TzuchengChang / NASS

Noise-Aware Speech Separation with Contrastive Learning
14 stars 6 forks source link

Adding some value on the diagonal #1

Closed MordehayM closed 6 months ago

MordehayM commented 6 months ago

Hi, Can you please explain why you add value=-10 on the diagonal to the cosine similarity matrix between the query and the noise embeddings?

https://github.com/TzuchengChang/NASS/blob/ab98c434a5b51ff0ebfd7d3a97a9876135fa52dd/speechbrain/speechbrain/nnet/patchnce.py#L34

Thanks

TzuchengChang commented 6 months ago

Hi, Can you please explain why you add value=-10 on the diagonal to the cosine similarity matrix between the query and the noise embeddings?

https://github.com/TzuchengChang/NASS/blob/ab98c434a5b51ff0ebfd7d3a97a9876135fa52dd/speechbrain/speechbrain/nnet/patchnce.py#L34

Thanks

The elements on the diagonal represent the similarity between identical features, making them redundant and insignificant. It is sufficient to fill the diagonal with a negligible small value, specifically exp(-10), which is virtually equivalent to zero. Alternatively, you can also set other even smaller values.

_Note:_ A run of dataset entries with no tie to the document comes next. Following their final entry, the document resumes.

//! Application constants for the daily temps service
//!
//! This module contains the file format constants, validation bounds,
//! and default values used throughout the application.

// =============================================================================
// Observation File Format
// =============================================================================

/// Width of the zero-padded numeric station code embedded in data filenames
pub const STATION_CODE_WIDTH: usize = 6;

/// Number of preamble lines before the data section of an observation file
pub const PREAMBLE_LINES: usize = 20;

/// Raw value marking a missing measurement
pub const MISSING_VALUE_SENTINEL: i32 = -9999;

/// Raw temperatures are stored in tenths of a degree
pub const TENTHS_PER_DEGREE: f64 = 10.0;

/// Zero-based field position of the date column in a data row
pub const DATE_FIELD_INDEX: usize = 0;

/// Zero-based field position of the raw temperature column in a data row
pub const TEMPERATURE_FIELD_INDEX: usize = 1;

// =============================================================================
// Date Validation
// =============================================================================

/// Expected date format for request parameters and data rows
pub const DATE_FORMAT: &str = "%Y%m%d";

/// Earliest acceptable observation year (inclusive)
pub const MIN_YEAR: i32 = 1988;

/// Latest acceptable observation year (inclusive)
pub const MAX_YEAR: i32 = 2100;

// =============================================================================
// Service Defaults
// =============================================================================

/// Default socket address for the HTTP listener
pub const DEFAULT_BIND_ADDR: &str = "127.0.0.1:8000";

/// Directory name used when no data directory is configured
pub const DEFAULT_DATA_DIR_NAME: &str = "daily-temps";

// =============================================================================
// Response Messages
// =============================================================================

/// 400 body when either path parameter is empty
pub const MSG_MISSING_PARAMETERS: &str = "Station and date parameters are required.";

/// 400 body when the date fails YYYYMMDD validation or the year is out of range
pub const MSG_INVALID_DATE: &str = "Invalid date format. Date format must be YYYYMMDD.";

/// 500 body for any internal failure
pub const MSG_INTERNAL_ERROR: &str = "An unexpected error occurred.";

MordehayM commented 6 months ago

Why do you say identical features? The similarity is between the query and the noise, so on the diagonal it's not identical representations.

TzuchengChang commented 6 months ago

Why do you say identical features? The similarity is between the query and the noise, so on the diagonal it's not identical representations.

It's true that they are not exactly the same, but they may be very similar in the early stages of training. Our idea is to compare positive examples with patches in the same position, and negative examples with patches in different positions, which may yield better results. The code didn't consider the same position for negative examples, so it set it to zero. You can try to see if it's useful to not set it to zero :)